Eagerly Unanticipated

Sunday, June 17, 2007

summer roundup

I feel kind of restless already, eight days after getting back from Mexico. The main problem, I guess, is that I don't have any Big Thing To Do that will take up most of my time/energy, get me out of the house, give my time structure and obligations to someone (specifically, someone who could fire me).

I've thought about looking for a summer job, but have found a lot of ways to rationalize not actually starting to look.
1. I'm only home for six-and-a-half more weeks. By the time I found a place, started work, learned what I needed to do, I'd be putting in my notice.
2. Even if I'm not doing all the traveling I had originally planned to do, I have a couple weekends worth of places to go in July (camping with Tom and some Denver people, Vail with family for a couple nights), and hopefully some other time that I won't be available for regular-type work, so of those few weeks, I'd have to get time off.
3. Maybe this extended lapse in meaningful activity/self-discipline is a break that I needed to take. Last spring ended with little sleep, caffeine-withdrawl or stress-induced migraines, disorganization. Giving things time to sort of breathe a little can't hurt.
4. Let's be honest: I've been kinda sickly since I got back (and even before I left). Congestion, possible lactose intolerance (uh oh), general feelings of weakness, whatever. Body breaking down = sign that I should honestly just relax a little bit.

On the other hand, the lack of structure makes it really really, really easy to put off the things I intend to do, like organizing the crap I brought back from college. I still have a couple of boxes that remain full of unorganized paper detritus. I know that some of that stuff has been moved around in those same boxes from State College PA to Claremont back to Denver without ever really being sorted through, and I know that a little part of me is willing to ship them UPS to Hong Kong without organizing them if it comes to that. It was a priority for the summer, but since I'm not struggling to sandwich it in between work and school and friends and everything else, it gets delayed from mornings to afternoons, afternoons to evenings, evenings to tomorrows.

The stopgap solution, I guess, would be to more eagerly accept the lists of tasks to complete left by the fam when they go to work in the mornings. It would fill the time, I guess. It's just so easy, though, to put those in the same category as tasks I need to do for me: endlessly postponable.

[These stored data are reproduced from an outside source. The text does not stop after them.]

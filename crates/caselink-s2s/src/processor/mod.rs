//! Shared data processors: validate incoming packages and prepare them for
//! persistence.
//!
//! Processors are side-effect free with respect to storage. They either
//! produce a fully processed entity graph or a structured set of validation
//! errors keyed by deterministic group names; this separation is what makes
//! the all-or-nothing batch guarantee of the facade possible.

mod case;
mod contact;

pub use case::{ProcessedCaseData, SharedCaseProcessor};
pub use contact::{ProcessedContactData, SharedContactProcessor};

use chrono::Utc;
use uuid::Uuid;

use caselink_entity::contact::Contact;
use caselink_entity::person::Person;
use caselink_entity::sample::Sample;
use caselink_entity::share::OriginInfo;

use crate::dto::{ContactDataDto, OriginInfoDto, PersonDto, SampleDto};

pub(crate) fn origin_info_from_dto(dto: &OriginInfoDto) -> OriginInfo {
    OriginInfo {
        id: Uuid::new_v4(),
        creation_date: Utc::now(),
        organization_id: dto.organization_id.clone(),
        sender_name: dto.sender_name.clone(),
        sender_email: dto.sender_email.clone(),
        sender_phone: dto.sender_phone.clone(),
        ownership_handed_over: dto.ownership_handed_over,
        comment: dto.comment.clone(),
    }
}

pub(crate) fn person_from_dto(dto: &PersonDto) -> Person {
    Person {
        id: Uuid::new_v4(),
        uuid: dto.uuid.clone(),
        first_name: dto.first_name.clone(),
        last_name: dto.last_name.clone(),
        sex: dto.sex,
        birth_date: dto.birth_date,
        phone: dto.phone.clone(),
        email_address: dto.email_address.clone(),
    }
}

pub(crate) fn contact_from_dto(dto: &ContactDataDto, origin: OriginInfo) -> Contact {
    Contact {
        id: Uuid::new_v4(),
        uuid: dto.uuid.clone(),
        case_uuid: dto.case_uuid.clone(),
        disease: dto.disease,
        contact_classification: dto.contact_classification,
        contact_status: dto.contact_status,
        report_date: dto.report_date,
        person: person_from_dto(&dto.person),
        region: dto.region.clone(),
        origin_info: Some(origin),
        change_date: Utc::now(),
    }
}

pub(crate) fn sample_from_dto(dto: &SampleDto) -> Sample {
    Sample {
        id: Uuid::new_v4(),
        uuid: dto.uuid.clone(),
        associated_case_uuid: dto.associated_case_uuid.clone(),
        associated_contact_uuid: dto.associated_contact_uuid.clone(),
        sample_material: dto.sample_material,
        sample_date: dto.sample_date,
        lab_name: dto.lab_name.clone(),
        change_date: Utc::now(),
    }
}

Maybe this summer's lesson is that I won't be content as a house-husband later in life. That occupation was one often mentioned half-jokingly when discussing plans for the future, but this time, now, is teaching me not to joke about it.

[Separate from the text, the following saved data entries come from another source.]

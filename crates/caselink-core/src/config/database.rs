//! Database configuration.

use serde::{Deserialize, Serialize};

/// Connection pool configuration for the surveillance database.
///
/// Share traffic is low-volume and bursty (a batch per outgoing or incoming
/// share), so the defaults keep the pool small.
#[derive(Debug, Clone, Serialize, Deserialize)]
pub struct DatabaseConfig {
    /// PostgreSQL connection URL.
    pub url: String,
    /// Maximum number of connections in the pool.
    #[serde(default = "default_max_connections")]
    pub max_connections: u32,
    /// Minimum number of idle connections kept open.
    #[serde(default = "default_min_connections")]
    pub min_connections: u32,
    /// Connection acquire timeout in seconds.
    #[serde(default = "default_connect_timeout")]
    pub connect_timeout_seconds: u64,
    /// Idle connection timeout in seconds.
    #[serde(default = "default_idle_timeout")]
    pub idle_timeout_seconds: u64,
}

fn default_max_connections() -> u32 {
    10
}

fn default_min_connections() -> u32 {
    2
}

fn default_connect_timeout() -> u64 {
    10
}

fn default_idle_timeout() -> u64 {
    600
}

This is why, I guess, I'm in a funny place: my parents have basically given me a pass on not working, not paying rent for the summer, so I have the privilege of ample free time. I still have my car, which we plan to sell in August (interested? it's safe, well-maintained, and gets more than 30mpg), so I have the privilege of being able to get away from home whenever, and I don't feel stir-crazy or anything. But I don't, for whatever reason (poverty of imagination?); I sit around, I guess, sleep in, read the paper, do a couple chores, watch some sports on TV or something, read a little. And though this shouldn't be stressful--no pressure from parents to do more, no financial pressure to work, etc--I feel tension, I feel restless, I feel like I'm putting stress on myself because I feel useless for wasting so much time, so many days, being 22, whatever it is.

* * *

Related problem: I have a lot of time to think about things, but I don't make up my mind about them. To some extent, I think I form opinions, convictions, talking things through with someone. I can't resolve contradictions, prioritize among conflicting outcomes, unless I have the added pressure of dialectic (in the Socrates sense, not the Marx or Hegel sense) to compress my thought process and produce a coherent position. So I have a lot of loose thoughts that need to get tied down before I feel prepared to write about them in this space, share them with people.

I also feel like the increased ratio of "time spent thinking about someone" to "time spent with or talking to someone" that occurs when I'm home doesn't strengthen my relationships with people. It just makes my end of things a little weird, overthoughtout. So a major semi-thought-intensive time suck would bring things more into balance.

I've started keeping a journal, which works as a kind of polarizing filter for my thoughts (think polarized sunglasses, if you don't remember The Way Things Work as closely as I guess I do). It helps, but not quite to the point that they're ready to be transcribed here and internet-ed.



on an unrelated note, I'm going to try a couple entries in a serif font to see if that makes them easier to read.

1 Comments:

  • I can understand your restlessness. You just finished being REALLY busy, and are sorta preparing to be REALLY busy again, and this down time has to be pretty strange. I would say, enjoy it while you can!